La historia oral de las Islas Mycorzha está llena de tradición, cuentos transmitidos de generación en generación a lo largo de muchísimos años para enseñar, fomentar la comunidad y mantener las historias de la isla siempre presentes en los corazones de las criaturas que la habitan. Algunos cuentos son solemnes, otros se cuentan con un guiño y un codazo, pero todos tienen poder, pues todos narran la vida de criaturas grandes y pequeñas, y las relaciones entre ellas. |
Había una vez tres cachorros de zorro, tan listos y traviesos como cualquier otro. Todos llevaban el nombre de su madre, por supuesto: nombres familiares, llenos de reverencia y herencia. Pero todos los llamaban Orejas Grandes, Mocos y el Pequeño.
Orejas Grandes era el mayor, con un oído tan agudo como el de cualquier otro habitante del Bosque; oía a las hormigas corretear bajo la hierba y el aleteo de un pájaro sobre las hojas al atardecer.

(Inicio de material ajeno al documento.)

//! Correlation surfaces for template matching
//!
//! The raw per-channel cross-correlation comes from `imageproc`; window sums come from
//! summed-area tables so every normalized score is derived from the same three terms:
//! Σ I·T, Σ I and Σ I² over the window.

use super::types::{Candidate, MatchMethod};
use crate::device::Position;
use image::{GrayImage, RgbImage};
use imageproc::template_matching::{MatchTemplateMethod, match_template};

/// Windows whose (co)variance falls below this carry no structure and score 0.
const MIN_ENERGY: f64 = 0.25;

/// Split an RGB image into one grayscale plane per channel
pub fn rgb_planes(image: &RgbImage) -> Vec<GrayImage> {
    (0..3)
        .map(|c| {
            GrayImage::from_fn(image.width(), image.height(), |x, y| {
                image::Luma([image.get_pixel(x, y)[c]])
            })
        })
        .collect()
}

/// Summed-area tables of values and squared values for one plane
struct SummedArea {
    stride: usize,
    sums: Vec<f64>,
    squares: Vec<f64>,
}

impl SummedArea {
    fn new(plane: &GrayImage) -> Self {
        let (w, h) = (plane.width() as usize, plane.height() as usize);
        let stride = w + 1;
        let mut sums = vec![0.0; stride * (h + 1)];
        let mut squares = vec![0.0; stride * (h + 1)];

        for y in 0..h {
            let mut row_sum = 0.0;
            let mut row_sq = 0.0;
            for x in 0..w {
                let v = plane.get_pixel(x as u32, y as u32)[0] as f64;
                row_sum += v;
                row_sq += v * v;
                let idx = (y + 1) * stride + (x + 1);
                sums[idx] = sums[idx - stride] + row_sum;
                squares[idx] = squares[idx - stride] + row_sq;
            }
        }

        Self {
            stride,
            sums,
            squares,
        }
    }

    /// (Σ v, Σ v²) over the w×h window whose top-left corner is (x, y)
    fn window(&self, x: usize, y: usize, w: usize, h: usize) -> (f64, f64) {
        let s = self.stride;
        let (a, b, c, d) = (
            y * s + x,
            y * s + x + w,
            (y + h) * s + x,
            (y + h) * s + x + w,
        );
        (
            self.sums[d] - self.sums[b] - self.sums[c] + self.sums[a],
            self.squares[d] - self.squares[b] - self.squares[c] + self.squares[a],
        )
    }
}

struct PlaneTerms {
    cross: image::ImageBuffer<image::Luma<f32>, Vec<f32>>,
    frame: SummedArea,
    template_sum: f64,
    template_sq: f64,
}

/// Precomputed correlation terms of one template against one frame.
///
/// Frames and templates are given as matching lists of planes (3 for colour, 1 for
/// grayscale); multi-channel scores sum the per-channel terms.
pub struct Correlation {
    planes: Vec<PlaneTerms>,
    out_width: u32,
    out_height: u32,
    template_width: u32,
    template_height: u32,
}

impl Correlation {
    /// Returns None when the template is empty, larger than the frame, or the plane
    /// counts disagree.
    pub fn new(frame: &[GrayImage], template: &[GrayImage]) -> Option<Self> {
        if frame.is_empty() || frame.len() != template.len() {
            return None;
        }
        let (fw, fh) = frame[0].dimensions();
        let (tw, th) = template[0].dimensions();
        if tw == 0 || th == 0 || tw > fw || th > fh {
            return None;
        }

        let planes = frame
            .iter()
            .zip(template)
            .map(|(f, t)| {
                let (template_sum, template_sq) = t.pixels().fold((0.0, 0.0), |(s, q), p| {
                    let v = p[0] as f64;
                    (s + v, q + v * v)
                });
                PlaneTerms {
                    cross: match_template(f, t, MatchTemplateMethod::CrossCorrelation),
                    frame: SummedArea::new(f),
                    template_sum,
                    template_sq,
                }
            })
            .collect();

        Some(Self {
            planes,
            out_width: fw - tw + 1,
            out_height: fh - th + 1,
            template_width: tw,
            template_height: th,
        })
    }

    /// Similarity in [0, 1] of the window at (x, y) under `method`
    pub fn score(&self, method: MatchMethod, x: u32, y: u32) -> f32 {
        let n = (self.template_width * self.template_height) as f64;
        let (w, h) = (self.template_width as usize, self.template_height as usize);

        let mut cross = 0.0;
        let mut frame_sq = 0.0;
        let mut template_sq = 0.0;
        let mut centered_cross = 0.0;
        let mut frame_var = 0.0;
        let mut template_var = 0.0;

        for plane in &self.planes {
            let cc = plane.cross.get_pixel(x, y)[0] as f64;
            let (sum, sq) = plane.frame.window(x as usize, y as usize, w, h);
            cross += cc;
            frame_sq += sq;
            template_sq += plane.template_sq;
            centered_cross += cc - sum * plane.template_sum / n;
            frame_var += sq - sum * sum / n;
            template_var += plane.template_sq - plane.template_sum * plane.template_sum / n;
        }

        let value = match method {
            MatchMethod::CrossCorrelation => {
                let den = (frame_sq * template_sq).sqrt();
                if den < MIN_ENERGY { 0.0 } else { cross / den }
            }
            MatchMethod::CorrelationCoefficient => {
                if frame_var < MIN_ENERGY || template_var < MIN_ENERGY {
                    0.0
                } else {
                    centered_cross / (frame_var * template_var).sqrt()
                }
            }
            MatchMethod::SquaredDifference => {
                let den = (frame_sq * template_sq).sqrt();
                if den < MIN_ENERGY {
                    0.0
                } else {
                    1.0 - (frame_sq - 2.0 * cross + template_sq) / den
                }
            }
        };
        value.clamp(0.0, 1.0) as f32
    }

    /// Best window under `method`, scanning row-major; the first of equal scores wins.
    /// Position is the centre of the template footprint.
    pub fn best(&self, method: MatchMethod) -> Candidate {
        let mut best_score = f32::NEG_INFINITY;
        let mut best_xy = (0, 0);
        for y in 0..self.out_height {
            for x in 0..self.out_width {
                let s = self.score(method, x, y);
                if s > best_score {
                    best_score = s;
                    best_xy = (x, y);
                }
            }
        }
        Candidate {
            position: Position::new(
                (best_xy.0 + self.template_width / 2) as i32,
                (best_xy.1 + self.template_height / 2) as i32,
            ),
            confidence: best_score.max(0.0),
            method,
        }
    }
}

El cachorro mediano, Sniffles, era mimado por sus tías y hermanas, y por sus tíos y abuelas, porque siempre parecía estar resfriado. Pero en realidad, su constante moqueo no se debía a alergias ni a una enfermedad, sino a su asombroso olfato. Siempre sabía cuándo la abuela horneaba un pastel recién hecho, sin importar en qué parte del Bosque jugaran los tres, y siempre llovía sin que él la oliera, y los tres corrían a chapotear en los charcos y el barro, para la eterna preocupación de su querida madre.

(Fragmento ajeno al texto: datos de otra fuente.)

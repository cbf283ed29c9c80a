// Core capture/input types and the capability traits the automation drives
use super::error::{CaptureResult, InputResult};
use image::RgbImage;
use serde::{Deserialize, Serialize};

/// Screen rectangle of the target window. Frame coordinates are relative to it.
#[derive(Debug, Clone, Copy, PartialEq, Eq, Serialize, Deserialize)]
pub struct CaptureRegion {
    pub x: i32,
    pub y: i32,
    pub width: u32,
    pub height: u32,
}

impl CaptureRegion {
    pub fn new(x: i32, y: i32, width: u32, height: u32) -> Self {
        Self {
            x,
            y,
            width,
            height,
        }
    }

    /// Check if this region contains a frame-relative point
    pub fn contains_point(&self, x: i32, y: i32) -> bool {
        x >= 0 && y >= 0 && (x as u32) < self.width && (y as u32) < self.height
    }

    /// Translate a frame-relative point into absolute screen coordinates
    pub fn to_screen(&self, x: i32, y: i32) -> (i32, i32) {
        (self.x + x, self.y + y)
    }

    /// Check if this region is valid (non-zero dimensions)
    pub fn is_valid(&self) -> bool {
        self.width > 0 && self.height > 0
    }
}

/// Frame-pixel coordinate.
#[derive(Debug, Clone, Copy, PartialEq, Eq, Default, Serialize)]
pub struct Position {
    pub x: i32,
    pub y: i32,
}

impl Position {
    pub fn new(x: i32, y: i32) -> Self {
        Self { x, y }
    }

    pub fn shifted(&self, dx: i32, dy: i32) -> Self {
        Self {
            x: self.x + dx,
            y: self.y + dy,
        }
    }
}

impl std::fmt::Display for Position {
    fn fmt(&self, f: &mut std::fmt::Formatter<'_>) -> std::fmt::Result {
        write!(f, "({}, {})", self.x, self.y)
    }
}

/// A captured image buffer. Owned by the operation that requested it.
#[derive(Debug, Clone)]
pub struct Frame {
    pub image: RgbImage,
    pub region: Option<CaptureRegion>,
}

impl Frame {
    pub fn new(image: RgbImage, region: Option<CaptureRegion>) -> Self {
        Self { image, region }
    }

    pub fn width(&self) -> u32 {
        self.image.width()
    }

    pub fn height(&self) -> u32 {
        self.image.height()
    }

    /// Geometric centre of the frame
    pub fn center(&self) -> Position {
        Position::new((self.width() / 2) as i32, (self.height() / 2) as i32)
    }
}

#[derive(Debug, Clone, Copy, PartialEq, Eq)]
pub enum ScrollDirection {
    Up,
    Down,
}

/// Located application window.
#[derive(Debug, Clone, PartialEq)]
pub struct WindowInfo {
    pub title: String,
    pub app_name: Option<String>,
    pub region: Option<CaptureRegion>,
}

/// Screen capture capability.
pub trait Capture {
    fn take(&mut self, region: Option<&CaptureRegion>) -> CaptureResult<Frame>;
}

/// Mouse/keyboard injection capability. Coordinates are frame pixels;
/// implementations own the display-scale and region translation.
pub trait InputDispatcher {
    fn click_at(&mut self, x: i32, y: i32, region: Option<&CaptureRegion>) -> InputResult<Position>;
    fn scroll(
        &mut self,
        direction: ScrollDirection,
        x: i32,
        y: i32,
        region: Option<&CaptureRegion>,
    ) -> bool;
    /// Send the platform select-all shortcut to the focused widget
    fn select_all(&mut self) -> bool;
}

/// Window discovery and activation capability.
pub trait WindowManager {
    fn ensure_active(&mut self) -> bool;
    fn locate(&mut self) -> Option<WindowInfo>;
}
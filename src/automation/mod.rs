// Node traversal: state detection, child addressing and the controller state machine
pub mod context;
pub mod error;
pub mod fsm;
pub mod node_state;
pub mod session;
pub mod types;

#[cfg(test)]
mod tests;

pub use context::AutomationContext;
pub use error::{AutomationError, AutomationResult};
pub use fsm::TraversalController;
pub use node_state::{NodeStateDetector, ReferenceScore, classify};
pub use session::{ChildLayout, TraversalSession};
pub use types::{
    AddressingMode, ChainFailure, NodeDetection, NodeState, TraversalReport, TraversalState,
};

La Pequeña era callada, reservada donde sus hermanos eran bulliciosos, inteligente donde ellos eran impetuosos. Y nunca se la veía sin su bolso, remendado y desgastado por el tiempo, cosido por la propia mano de su bisabuelo. De él siempre salía justo lo que necesitaba, sin importar el momento, con lo que parecía un destello casi mágico. Ya fuera una venda para una pata herida, agua cuando su hermano tenía sed o bocadillos robados, siempre estaba lista para sus travesuras.
Y las travesuras abundaban con los tres cachorros de zorro. Siempre bajo los pies, todo el Bosque los conocía y, con el tiempo, se exasperaron con el caos que los seguía. Hubo un incidente en la feria comercial, donde los tres se apoderaron de dos puestos cuando sus dueños les dieron la espalda e iniciaron la Gran Algarabía de las Verduras. Durante la cosecha de otoño, se produjo la Gran Tormenta de Calabazas, que dejó una ladera entera de vides rotas y calabazas destrozadas. Y también el Aluvión de Lodo, que bloqueó la carretera principal y convirtió dos campos en un desastre blando y resbaladizo.
Y su madre, desesperada, los llevaba aparte después de cada incidente. Gritaba, suplicaba y suplicaba a sus hijos: «¡Compórtense! ¡O todo el Bosque se volverá contra ustedes y serán desterrados a las pantanosas ciénagas!». Y los tres zorros asentían con seriedad y juraban una y otra vez que nunca más volverían a ser Madre, absolutamente Madre. Y así seguía, una y otra vez, hasta el día de hoy, cuando una vez más los llevaron a la puerta de las orejas, y su paciencia se había agotado.
“¡Se han llevado las canoas!”, declaró un vecino.
“¡Y los escondieron en algún lugar!”, gritó otro.
"¡Hay que castigarlos!", gritó toda la multitud, y ante esto su madre suspiró, avergonzada y asintió. "Los enviaré a su habitación", declaró, "sin almuerzo, y no podrán salir en tres días". Con esto, la multitud, satisfecha, se dispersó y los cachorros fueron enviados a sus habitaciones de inmediato.
Y apenas todos habían regresado a sus casas, empezó a llover. Y llovió esa noche, gruesas gotas que caían con un repiqueteo sobre las hojas y los tejados. Y llovió todo el día siguiente, y el otro, hasta que las orillas del arroyo se desbordaron, y el agua subió una y otra vez. Las madrigueras se inundaron, los campos se anegaron, y pronto todos los que vivían en el suelo treparon a los árboles, fríos, mojados y asustados mientras las aguas se precipitaban bajo ellos.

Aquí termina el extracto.